🔗Audit Logging

🔗Overview

Audit logging provides a chronological ledger containing evidence of operations or changes on CDAP entities. This information can be used to capture a trail of the activities that determined the state of an entity at a given point in time. These activities include the creation, modification, and deletion of an entity. It also includes modification of the entity's metadata. For data entities (datasets and streams), it includes access information used to generate the entity's lineage. Audit logging is an especially important feature because it enables users to integrate CDAP with external data governance systems such as Cloudera Navigator.

Please note that audit logs are not published during a CDAP upgrade, as CDAP services are not available. Hence, any application which uses CDAP audit logs to sync metadata will go out of sync with respect to changes made during the upgrade.
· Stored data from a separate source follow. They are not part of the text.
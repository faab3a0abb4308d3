use std::collections::HashSet;
use std::sync::LazyLock;

use indexmap::IndexMap;
use regex::Regex;
use serde_json::Value;

use super::url::{
    force_hd, image_key, is_description_image, is_product_image, normalize, upscale_resized,
    CANONICAL_MARKER,
};
use crate::lexicon::Lexicon;
use crate::parser::blob;
use crate::parser::document::SourceDocument;
use crate::parser::text::uniq_keep_order;

static SCRIPT_IMAGE_RE: LazyLock<Regex> = LazyLock::new(|| {
    Regex::new(r"(?i)https?://m\.media-amazon\.com/images/I/[A-Za-z0-9%._-]+\.(?:jpg|jpeg|png|webp)")
        .unwrap()
});

/// Description content scopes. The generic `img` scan is deliberately absent.
const DESCRIPTION_SCOPES: &[&str] = &[
    "#aplus_feature_div img",
    "#aplus3p_feature_div img",
    "#aplusBrandStory_feature_div img",
    "#aplus img",
    "div[id^='aplus'] img",
    ".aplus-v2 img",
    ".aplus-module img",
    ".aplus-module-wrapper img",
    "#productDescription img",
];

type GallerySource = fn(&SourceDocument, &Lexicon) -> Vec<String>;

/// Ordered gallery sources; the first non-empty one wins.
const GALLERY_SOURCES: &[GallerySource] = &[from_image_block, from_markup, from_og_image];

pub fn extract_gallery(doc: &SourceDocument, lexicon: &Lexicon) -> Vec<String> {
    GALLERY_SOURCES
        .iter()
        .map(|source| source(doc, lexicon))
        .find(|urls| !urls.is_empty())
        .unwrap_or_default()
}

/// Best URL of one image-block item: named sizes first, then the widest
/// entry of its `main` width map.
pub fn pick_best(item: &Value) -> Option<String> {
    for k in ["hiRes", "large", "lowRes"] {
        if let Some(u) = item.get(k).and_then(Value::as_str) {
            let u = u.trim();
            if !u.is_empty() {
                return Some(u.to_string());
            }
        }
    }

    let main = item.get("main")?.as_object()?;
    let mut best: Option<(i64, &str)> = None;
    for (width, v) in main {
        let Ok(w) = width.trim().parse::<i64>() else {
            continue;
        };
        let url = match v {
            Value::Array(arr) => arr.first().and_then(Value::as_str),
            other => other.as_str(),
        };
        if let Some(u) = url.filter(|u| !u.is_empty()) {
            if best.map_or(true, |(bw, _)| w > bw) {
                best = Some((w, u));
            }
        }
    }
    best.map(|(_, u)| u.to_string())
}

fn from_image_block(doc: &SourceDocument, _lexicon: &Lexicon) -> Vec<String> {
    let urls = blob::image_block_items(&doc.raw)
        .into_iter()
        .filter_map(|item| pick_best(&item))
        .map(|u| force_hd(&u));
    uniq_keep_order(urls)
}

fn from_markup(doc: &SourceDocument, lexicon: &Lexicon) -> Vec<String> {
    let mut raw = Vec::new();
    for img in doc.select_all("img") {
        if let Some(dynamic) = img.value().attr("data-a-dynamic-image") {
            if let Ok(Value::Object(map)) = serde_json::from_str::<Value>(dynamic) {
                raw.extend(map.keys().cloned());
            }
        }
        if let Some(src) = img.value().attr("src").or_else(|| img.value().attr("data-src")) {
            raw.push(src.to_string());
        }
    }
    raw.extend(
        SCRIPT_IMAGE_RE
            .find_iter(&doc.raw)
            .map(|m| m.as_str().to_string()),
    );

    let hd = raw
        .iter()
        .map(|u| force_hd(u))
        .filter(|u| !u.is_empty() && is_product_image(u, lexicon));
    uniq_keep_order(hd)
}

fn from_og_image(doc: &SourceDocument, lexicon: &Lexicon) -> Vec<String> {
    doc.meta_property("og:image")
        .map(|u| force_hd(&u))
        .filter(|u| !u.is_empty() && is_product_image(u, lexicon))
        .into_iter()
        .collect()
}

/// Colour media carried by the string-quoted image payload.
#[derive(Debug, Default)]
pub struct ColorMedia {
    pub swatches: IndexMap<String, String>,
    pub images: IndexMap<String, Vec<String>>,
}

pub fn color_media(doc: &SourceDocument) -> ColorMedia {
    let mut media = ColorMedia::default();
    let Some(payload) = blob::image_block_payload(&doc.raw) else {
        return media;
    };
    let Some(by_color) = payload.get("colorImages").and_then(Value::as_object) else {
        return media;
    };

    for (color, items) in by_color {
        let Some(items) = items.as_array().filter(|a| !a.is_empty()) else {
            continue;
        };
        let mut imgs = Vec::new();
        for item in items.iter().filter(|i| i.is_object()) {
            let best = pick_best(item).unwrap_or_default();
            let hd = force_hd(&best);
            if !hd.is_empty() {
                imgs.push(hd);
            }
            if !media.swatches.contains_key(color) {
                let thumb = ["thumb", "large"]
                    .iter()
                    .find_map(|k| item.get(*k).and_then(Value::as_str))
                    .unwrap_or(&best);
                let thumb = normalize(thumb);
                if !thumb.is_empty() {
                    media.swatches.insert(color.clone(), thumb);
                }
            }
        }
        let imgs = uniq_keep_order(imgs);
        if !imgs.is_empty() {
            media.images.insert(color.clone(), imgs);
        }
    }
    media
}

/// Hero first, then each colour's first image, then the rest of the gallery,
/// then every remaining colour image. Guarantees colour navigation targets.
pub fn merge_color_images(
    gallery: &[String],
    color_images: &IndexMap<String, Vec<String>>,
    cap: usize,
) -> Vec<String> {
    if color_images.is_empty() {
        return gallery.iter().take(cap).cloned().collect();
    }
    let base = uniq_keep_order(gallery.iter().cloned());
    let firsts = color_images.values().filter_map(|v| v.first());
    let rest = color_images.values().flatten();

    let ordered = base
        .iter()
        .take(1)
        .chain(firsts)
        .chain(base.iter().skip(1))
        .chain(rest)
        .cloned();
    let mut merged = uniq_keep_order(ordered);
    merged.truncate(cap);
    merged
}

/// Colour → content key, kept only when the key resolves to a gallery image.
pub fn color_image_keys(
    gallery: &[String],
    color_images: &IndexMap<String, Vec<String>>,
    swatches: &IndexMap<String, String>,
) -> IndexMap<String, String> {
    let gallery_keys: HashSet<String> = gallery.iter().map(|u| image_key(u)).collect();
    let mut keys = IndexMap::new();

    for (color, imgs) in color_images {
        if let Some(first) = imgs.first() {
            let k = image_key(first);
            if gallery_keys.contains(&k) {
                keys.insert(color.clone(), k);
            }
        }
    }
    for (color, swatch) in swatches {
        if keys.contains_key(color) {
            continue;
        }
        let k = image_key(swatch);
        if gallery_keys.contains(&k) {
            keys.insert(color.clone(), k);
        }
    }
    keys
}

/// Images from description content only, HD where the convention allows.
pub fn description_candidates(doc: &SourceDocument, lexicon: &Lexicon) -> Vec<String> {
    let mut urls = Vec::new();
    for scope in DESCRIPTION_SCOPES {
        for img in doc.select_all(scope) {
            let attr = |k| img.value().attr(k).filter(|s: &&str| !s.is_empty());
            let src = attr("data-src")
                .or_else(|| attr("data-lazy-src"))
                .or_else(|| attr("src"))
                .unwrap_or("");
            let src = upscale_resized(src);
            if src.is_empty() || !is_description_image(&src, lexicon) {
                continue;
            }
            if src.contains(CANONICAL_MARKER) {
                urls.push(force_hd(&src));
            } else {
                urls.push(src);
            }
        }
    }
    let mut urls = uniq_keep_order(urls);
    urls.truncate(lexicon.limits.description_image_cap);
    urls
}

/// Remove anything the gallery already shows.
pub fn separate_from_gallery(candidates: Vec<String>, gallery: &[String]) -> Vec<String> {
    let shown: HashSet<String> = gallery.iter().map(|u| normalize(u)).collect();
    candidates
        .into_iter()
        .filter(|u| !shown.contains(&normalize(u)))
        .collect()
}

#[cfg(test)]
mod tests {
    use super::*;
    use serde_json::json;
    use std::path::Path;

    fn img(id: &str) -> String {
        format!("https://m.media-amazon.com/images/I/{}._SL1500_.jpg", id)
    }

    #[test]
    fn best_prefers_named_sizes() {
        let item = json!({"large": "L", "hiRes": "H"});
        assert_eq!(pick_best(&item).as_deref(), Some("H"));
        let item = json!({"hiRes": null, "main": {"300": ["a", 1], "1500": ["b"], "x": ["c"]}});
        assert_eq!(pick_best(&item).as_deref(), Some("b"));
        assert!(pick_best(&json!({})).is_none());
    }

    #[test]
    fn merge_puts_color_firsts_after_hero() {
        let gallery = vec![img("A"), img("B"), img("C")];
        let mut colors = IndexMap::new();
        colors.insert("Red".to_string(), vec![img("R1"), img("R2")]);
        colors.insert("Blue".to_string(), vec![img("B")]);
        let merged = merge_color_images(&gallery, &colors, 80);
        assert_eq!(merged, vec![img("A"), img("R1"), img("B"), img("C"), img("R2")]);
    }

    #[test]
    fn merge_respects_cap() {
        let gallery: Vec<String> = (0..100).map(|i| img(&format!("G{}", i))).collect();
        let mut colors = IndexMap::new();
        colors.insert("Red".to_string(), vec![img("R1")]);
        let merged = merge_color_images(&gallery, &colors, 80);
        assert_eq!(merged.len(), 80);
        assert_eq!(merged[1], img("R1"));
    }

    #[test]
    fn color_keys_only_for_gallery_assets() {
        let gallery = vec![img("A"), img("R1")];
        let mut colors = IndexMap::new();
        colors.insert("Red".to_string(), vec![img("R1")]);
        colors.insert("Green".to_string(), vec![img("MISSING")]);
        let mut swatches = IndexMap::new();
        swatches.insert(
            "Black".to_string(),
            "https://m.media-amazon.com/images/I/A._SS64_.jpg".to_string(),
        );
        let keys = color_image_keys(&gallery, &colors, &swatches);
        assert_eq!(keys.get("Red").map(String::as_str), Some("R1"));
        assert_eq!(keys.get("Black").map(String::as_str), Some("A"));
        assert!(!keys.contains_key("Green"));
    }

    #[test]
    fn description_excludes_gallery() {
        let gallery = vec![img("A")];
        let out = separate_from_gallery(vec![img("A"), img("D")], &gallery);
        assert_eq!(out, vec![img("D")]);
    }

    #[test]
    fn description_scope_ignores_gallery_markup() {
        let html = r#"<html><body>
            <div id="imgTagWrapperId"><img src="https://m.media-amazon.com/images/I/GAL._AC_SX679_.jpg"></div>
            <div id="aplus_feature_div">
              <img data-src="https://m.media-amazon.com/images/I/APL1._AC_SR300,300_.jpg">
              <img src="https://m.media-amazon.com/images/S/aplus-media/x__AC_SR166,182___.jpg">
              <img src="https://m.media-amazon.com/images/G/01/nav/logo.png">
            </div></body></html>"#;
        let doc = SourceDocument::from_text(Path::new("x.html"), html.to_string());
        let lex = Lexicon::default();
        let urls = description_candidates(&doc, &lex);
        assert_eq!(
            urls,
            vec![
                img("APL1"),
                "https://m.media-amazon.com/images/S/aplus-media/x__AC_SR1200,1200___.jpg"
                    .to_string(),
            ]
        );
    }

    #[test]
    fn gallery_falls_back_to_markup() {
        let html = r#"<html><head></head>
            <body><img data-a-dynamic-image='{"https://m.media-amazon.com/images/I/DYN._AC_SY500_.jpg":[500,500]}'
                 src="https://m.media-amazon.com/images/I/DYN._AC_SY300_.jpg">
            <img src="https://m.media-amazon.com/images/I/icon-cart.png"></body></html>"#;
        let doc = SourceDocument::from_text(Path::new("x.html"), html.to_string());
        let gallery = extract_gallery(&doc, &Lexicon::default());
        assert_eq!(gallery, vec![img("DYN")]);
    }

    #[test]
    fn gallery_falls_back_to_og_image() {
        let html = r#"<html><head><meta property="og:image" content="//m.media-amazon.com/images/I/OG.jpg"></head><body></body></html>"#;
        let doc = SourceDocument::from_text(Path::new("x.html"), html.to_string());
        let gallery = extract_gallery(&doc, &Lexicon::default());
        assert_eq!(gallery, vec![img("OG")]);
    }
}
Please see CDAP-5954 for details.

🔗Supported Audit Events

These audit events are supported in CDAP:

Audit Event Type Supported Entities
CREATE
  • Datasets
  • Streams
UPDATE
  • Datasets
  • Streams
DELETE
  • Datasets
  • Streams
TRUNCATE
  • Datasets
  • Streams
ACCESS
  • Datasets
  • Streams
METADATA_CHANGE
  • Applications
  • Artifacts
  • Datasets
  • Programs
  • Streams

🔗Configuring Audit Publishing

Audit publishing is controlled by these properties set in the cdap-site.xml, as described in the Administration Manual:

  • audit.enabled: Determines if publishing of audit logs is enabled; defaults to true
  • audit.topic: Determines the topic to publish to; defaults to audit

🔗Consuming Audit Events

When audit publishing is enabled, for every audit event, a message is published to CDAP Kafka to the configured kafka topic.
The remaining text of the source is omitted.